Mycophenolate Mofetil (MMF) [900 MG/M2 Q8H] in Combination with Tacrolimus Is Effective to Prevent Acute and Chronic GVH in Pediatric Allogeneic Stem Cell Transplant (AlloSCT) Recipients

Background: MMF is hepatically metabolized to mycophenolic acid (MPA) glucuronide and reconverted to an active MPA by colonic bacteria (Shaw et al, Clin Biochem 2001). MPA area under the curve and steady state concentration (Css) predict acute rejection in solid organ transplant. MMF at 900 mg/m² q6h results in (MPA) Css concentrations between 4.73 (±2.22) to 6.54 (±3.55) mcg/mL in pediatric recipients post-AlloSCT (Bhatia/Militano/Cairo, BBMT 2010).

Objective: To determine safety/efficacy of MMF at 900 mg/m²/dose q8h in combination with tacrolimus in pediatric AlloSCT recipients.

Methods: GVHD prophylaxis included tacrolimus 0.03-0.04 mg/kg/day IVCI on Day -1 or 1^st day of conditioning (target range 10-20 ng/mL) and MMF 900 mg/m² (max 1.5 g/dose) IV/PO q8h starting on Day +1. MPA trough concentrations were obtained if toxicity or acute GVHD (aGVHD) was suspected. AGVHD, chronic GVHD (cGVHD) and overall survival (OS) were determined by Kaplan-Meier method.

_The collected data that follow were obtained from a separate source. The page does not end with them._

//! Request/response session over a byte channel
//!
//! Strictly half duplex: one request goes out, one response comes back.
//! Every operation takes `&mut self`, so an exchange owns the channel from
//! the first byte written until the reply is decoded. Nothing is kept
//! between calls; the wire buffer lives on the stack of each call.

use sensekit_hal::ByteStream;

use crate::buffer::WireBuffer;
use crate::error::{ShdlcError, TransportError};
use crate::frame::{self, DELIMITER};

/// Byte sent ahead of the first frame to wake a UART peer
pub const WAKE_UP_BYTE: u8 = 0xFF;

/// Session settings
#[derive(Debug, Clone, Copy, PartialEq, Eq)]
#[cfg_attr(feature = "defmt", derive(defmt::Format))]
#[cfg_attr(feature = "serde", derive(serde::Serialize, serde::Deserialize))]
pub struct SessionConfig {
    /// How long to wait for a complete response frame
    pub response_timeout_ms: u32,
}

impl SessionConfig {
    /// 20 ms: enough for commands the slave answers immediately
    pub const TIGHT: Self = Self {
        response_timeout_ms: 20,
    };

    /// 200 ms: covers commands that touch the slave's flash
    pub const RELAXED: Self = Self {
        response_timeout_ms: 200,
    };

    /// Custom response timeout
    pub const fn with_timeout(response_timeout_ms: u32) -> Self {
        Self {
            response_timeout_ms,
        }
    }
}

/// SHDLC master side of a serial link
pub struct Session<C> {
    channel: C,
    config: SessionConfig,
}

impl<C: ByteStream> Session<C> {
    /// Take ownership of `channel`
    pub fn new(channel: C, config: SessionConfig) -> Self {
        Self { channel, config }
    }

    /// Current settings
    pub fn config(&self) -> &SessionConfig {
        &self.config
    }

    /// Change the response timeout for subsequent exchanges
    pub fn set_config(&mut self, config: SessionConfig) {
        self.config = config;
    }

    /// Access the underlying channel
    pub fn channel_mut(&mut self) -> &mut C {
        &mut self.channel
    }

    /// Give the channel back
    pub fn release(self) -> C {
        self.channel
    }

    fn write(&mut self, bytes: &[u8]) -> Result<(), TransportError> {
        let written = self
            .channel
            .write(bytes)
            .map_err(TransportError::from_io)?;
        if written != bytes.len() {
            warn!("SHDLC short write: {} of {} bytes", written, bytes.len());
            return Err(TransportError::ShortWrite {
                requested: bytes.len(),
                written,
            });
        }
        Ok(())
    }

    /// Stuff and transmit one request frame
    ///
    /// A short write is an error; nothing is retried.
    pub fn send(&mut self, address: u8, command: u8, payload: &[u8]) -> Result<(), ShdlcError> {
        let buffer = frame::stuff(address, command, payload)?;
        debug!(
            "SHDLC send {} bytes: {=[u8]:x}",
            buffer.len(),
            buffer.as_slice()
        );
        self.write(buffer.as_slice())?;
        Ok(())
    }

    /// Read raw bytes up to the closing flag or until `timeout_ms` elapses
    ///
    /// Whatever arrived before the timeout is returned undecoded.
    pub fn receive_frame(&mut self, timeout_ms: u32) -> Result<WireBuffer, TransportError> {
        let mut buffer = WireBuffer::new();
        let channel = &mut self.channel;
        let received = buffer
            .fill_with(|raw| channel.read_until(DELIMITER, raw, timeout_ms))
            .map_err(TransportError::from_io)?;
        debug!(
            "SHDLC received {} bytes: {=[u8]:x}",
            received,
            buffer.as_slice()
        );
        Ok(buffer)
    }

    /// Send a request and copy the response data into `response`
    ///
    /// Returns the number of data bytes copied. `response.len()` is the
    /// capacity; a longer reply is rejected and nothing is copied.
    pub fn send_and_receive(
        &mut self,
        address: u8,
        command: u8,
        request: &[u8],
        response: &mut [u8],
    ) -> Result<usize, ShdlcError> {
        self.send(address, command, request)?;

        let mut buffer = self.receive_frame(self.config.response_timeout_ms)?;
        let reply = frame::unstuff_response(&mut buffer).map_err(|e| {
            debug!("SHDLC unstuffing error: {}", e);
            ShdlcError::Frame(e)
        })?;

        if !reply.is_ok() {
            debug!(
                "SHDLC command {=u8:#x} refused, state {=u8:#x}",
                reply.command,
                reply.state
            );
            return Err(ShdlcError::UnsupportedCommand(reply.state));
        }

        let length = reply.payload.len();
        if length > response.len() {
            debug!(
                "SHDLC response of {} bytes exceeds buffer of {}",
                length,
                response.len()
            );
            return Err(ShdlcError::BufferTooSmall {
                length,
                capacity: response.len(),
            });
        }

        response[..length].copy_from_slice(reply.payload);
        trace!("SHDLC received payload of {} bytes", length);
        Ok(length)
    }

    /// Send a request whose response carries no data
    pub fn execute(&mut self, address: u8, command: u8, request: &[u8]) -> Result<(), ShdlcError> {
        self.send_and_receive(address, command, request, &mut [])
            .map(|_| ())
    }

    /// Wake a sleeping UART peer with a single raw byte
    ///
    /// Not framed: the byte only has to toggle the peer's RX line.
    pub fn activate_transport(&mut self) -> Result<(), TransportError> {
        self.write(&[WAKE_UP_BYTE])
    }
}

#[cfg(test)]
mod tests {
    use super::*;
    use crate::frame::{stuff_response, FrameError};
    use std::vec::Vec;

    #[derive(Debug, Clone, Copy, PartialEq, Eq)]
    pub struct MockError;

    impl embedded_io::Error for MockError {
        fn kind(&self) -> embedded_io::ErrorKind {
            embedded_io::ErrorKind::NotConnected
        }
    }

    /// Scripted channel: records writes, replays one canned reply per read
    #[derive(Default)]
    pub struct MockChannel {
        pub written: Vec<Vec<u8>>,
        pub replies: Vec<Vec<u8>>,
        pub timeouts: Vec<u32>,
        pub write_limit: Option<usize>,
        pub fail_io: bool,
        pub fail_read: bool,
    }

    impl MockChannel {
        pub fn replying(reply: &[u8]) -> Self {
            Self {
                replies: std::vec![reply.to_vec()],
                ..Default::default()
            }
        }
    }

    impl ByteStream for MockChannel {
        type Error = MockError;

        fn write(&mut self, data: &[u8]) -> Result<usize, MockError> {
            if self.fail_io {
                return Err(MockError);
            }
            let n = self.write_limit.map_or(data.len(), |l| l.min(data.len()));
            self.written.push(data[..n].to_vec());
            Ok(n)
        }

        fn read_until(
            &mut self,
            _delimiter: u8,
            buf: &mut [u8],
            timeout_ms: u32,
        ) -> Result<usize, MockError> {
            self.timeouts.push(timeout_ms);
            if self.fail_read {
                return Err(MockError);
            }
            if self.replies.is_empty() {
                return Ok(0);
            }
            let reply = self.replies.remove(0);
            let n = reply.len().min(buf.len());
            buf[..n].copy_from_slice(&reply[..n]);
            Ok(n)
        }
    }

    fn session(channel: MockChannel) -> Session<MockChannel> {
        Session::new(channel, SessionConfig::TIGHT)
    }

    #[test]
    fn test_send_writes_stuffed_frame() {
        let mut session = session(MockChannel::default());
        session.send(0x00, 0x11, &[]).unwrap();

        let channel = session.release();
        assert_eq!(channel.written, [[0x7E, 0x00, 0x7D, 0x31, 0x00, 0xEE, 0x7E]]);
    }

    #[test]
    fn test_send_short_write() {
        let mut session = session(MockChannel {
            write_limit: Some(3),
            ..Default::default()
        });

        assert_eq!(
            session.send(0x00, 0x00, &[0x01, 0x03]),
            Err(ShdlcError::Transport(TransportError::ShortWrite {
                requested: 8,
                written: 3
            }))
        );
    }

    #[test]
    fn test_send_io_error() {
        let mut session = session(MockChannel {
            fail_io: true,
            ..Default::default()
        });

        assert_eq!(
            session.send(0x00, 0x01, &[]),
            Err(ShdlcError::Transport(TransportError::Io(
                embedded_io::ErrorKind::NotConnected
            )))
        );
    }

    #[test]
    fn test_send_and_receive_copies_payload() {
        let reply = stuff_response(0x00, 0xD1, 0x00, &[2, 2, 0, 7, 0, 2, 0]).unwrap();
        let mut session = session(MockChannel::replying(reply.as_slice()));

        let mut data = [0u8; 7];
        let n = session.send_and_receive(0x00, 0xD1, &[], &mut data).unwrap();

        assert_eq!(n, 7);
        assert_eq!(data, [2, 2, 0, 7, 0, 2, 0]);
        assert_eq!(session.channel_mut().timeouts, [20]);
    }

    #[test]
    fn test_send_and_receive_uses_configured_timeout() {
        let reply = stuff_response(0x00, 0x80, 0x00, &[]).unwrap();
        let mut session = Session::new(
            MockChannel::replying(reply.as_slice()),
            SessionConfig::RELAXED,
        );

        session.execute(0x00, 0x80, &[0x00, 0, 0, 0, 10]).unwrap();
        assert_eq!(session.channel_mut().timeouts, [200]);
    }

    #[test]
    fn test_response_larger_than_buffer() {
        let reply = stuff_response(0x00, 0x03, 0x00, &[1, 2, 3, 4, 5, 6]).unwrap();
        let mut session = session(MockChannel::replying(reply.as_slice()));

        let mut data = [0u8; 4];
        let result = session.send_and_receive(0x00, 0x03, &[], &mut data);

        assert_eq!(
            result,
            Err(ShdlcError::BufferTooSmall {
                length: 6,
                capacity: 4
            })
        );
        assert!(result.unwrap_err().is_data_error());
        assert_eq!(data, [0u8; 4]);
    }

    #[test]
    fn test_nonzero_state_is_unsupported_command() {
        let reply = stuff_response(0x00, 0x10, 0x02, &[]).unwrap();
        let mut session = session(MockChannel::replying(reply.as_slice()));

        assert_eq!(
            session.send_and_receive(0x00, 0x10, &[], &mut []),
            Err(ShdlcError::UnsupportedCommand(0x02))
        );
    }

    #[test]
    fn test_timeout_yields_malformed_frame() {
        // Reply cut short by the timeout
        let mut session = session(MockChannel::replying(&[0x7E, 0x00, 0x03]));

        let result = session.send_and_receive(0x00, 0x03, &[], &mut [0u8; 40]);
        assert_eq!(result, Err(ShdlcError::Frame(FrameError::TooShort)));
        assert!(result.unwrap_err().is_malformed());
    }

    #[test]
    fn test_no_reply_at_all() {
        let mut session = session(MockChannel::default());
        assert_eq!(
            session.send_and_receive(0x00, 0x03, &[], &mut []),
            Err(ShdlcError::Frame(FrameError::TooShort))
        );
    }

    #[test]
    fn test_corrupted_reply() {
        let reply = stuff_response(0x00, 0x03, 0x00, &[0x10, 0x20]).unwrap();
        let mut bytes = reply.as_slice().to_vec();
        bytes[5] ^= 0x01; // first data byte 0x10 -> 0x11 (raw, no escape)
        let mut session = session(MockChannel::replying(&bytes));

        let result = session.send_and_receive(0x00, 0x03, &[], &mut [0u8; 2]);
        assert_eq!(result, Err(ShdlcError::Frame(FrameError::ChecksumMismatch)));
    }

    #[test]
    fn test_receive_frame_returns_raw_bytes() {
        let mut session = session(MockChannel::replying(&[0x7E, 0x01, 0x7E]));
        let buffer = session.receive_frame(5).unwrap();
        assert_eq!(buffer.as_slice(), &[0x7E, 0x01, 0x7E]);
        assert_eq!(session.channel_mut().timeouts, [5]);
    }

    #[test]
    fn test_activate_transport_sends_single_raw_byte() {
        let mut session = session(MockChannel::default());
        session.activate_transport().unwrap();
        assert_eq!(session.release().written, [[WAKE_UP_BYTE]]);
    }

    #[test]
    fn test_activate_transport_short_write() {
        let mut session = session(MockChannel {
            write_limit: Some(0),
            ..Default::default()
        });
        assert_eq!(
            session.activate_transport(),
            Err(TransportError::ShortWrite {
                requested: 1,
                written: 0
            })
        );
    }

    #[test]
    fn test_read_error_is_transport_error() {
        let mut session = session(MockChannel {
            fail_read: true,
            ..Default::default()
        });
        assert_eq!(
            session.send_and_receive(0x00, 0x03, &[], &mut [0u8; 40]),
            Err(ShdlcError::Transport(TransportError::Io(
                embedded_io::ErrorKind::NotConnected
            )))
        );
        // the request still went out
        assert_eq!(session.channel_mut().written.len(), 1);
    }

    #[test]
    fn test_receive_frame_read_error() {
        let mut session = session(MockChannel {
            fail_read: true,
            ..Default::default()
        });
        assert_eq!(
            session.receive_frame(5).map(|b| b.len()),
            Err(TransportError::Io(embedded_io::ErrorKind::NotConnected))
        );
    }
}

Results: 15 pts: mean age 9.1 yrs (range 0.8-17.2); M:F 13:2; 7 pts non-malignant & 8 with malignant disease; donor source: 4 related BM, 5 MUD, 5 UCB, 1 haploSCT; conditioning: 8 myeloablative and 7 reduced intensity. Median time to myeloid and platelet engraftment was 17 and 29 days, respectively. Probability of Grade II-IV aGVHD and limited + extensive cGVHD was 35.3% (CI₉₅:5.7-68.5) and 0%, respectively. Probability of 1-year OS was 78.7% (CI₉₅: 38.0-94.2). Four pts had MPA trough levels prior to day +30 (mean trough 1.22 mcg/mL; range <0.5–2). Eight pts had 15 MPA trough concentrations reported Day +30 to Day +100 (mean trough 4.2 mcg/mL; range < 0.5–7.9). Four of 8 (50%) patients had MPA trough levels above the recommended maximum of 3.5 mcg/mL during Day +30 to +100 post-transplant period.

Conclusion: MMF at 900 mg/m² q8h in combination with tacrolimus appears effective for prevention of aGVHD and cGVHD in the pediatric AlloSCT recipients. MMF dosing and pharmacokinetics in the later post-SCT period (Day +30 to Day +100) deserve further attention due to increased potential for high MPA trough concentrations. The potential difference in MPA trough concentration between early (<Day +30) or late post-SCT period, could be due to improved mucosal healing following conditioning that leads to improved drug absorption and enterohepatic recirculation. Based on these results, we recommend MMF dose reduction and monitoring MPA trough concentrations in the late post-AlloSCT period to avoid potential toxicity.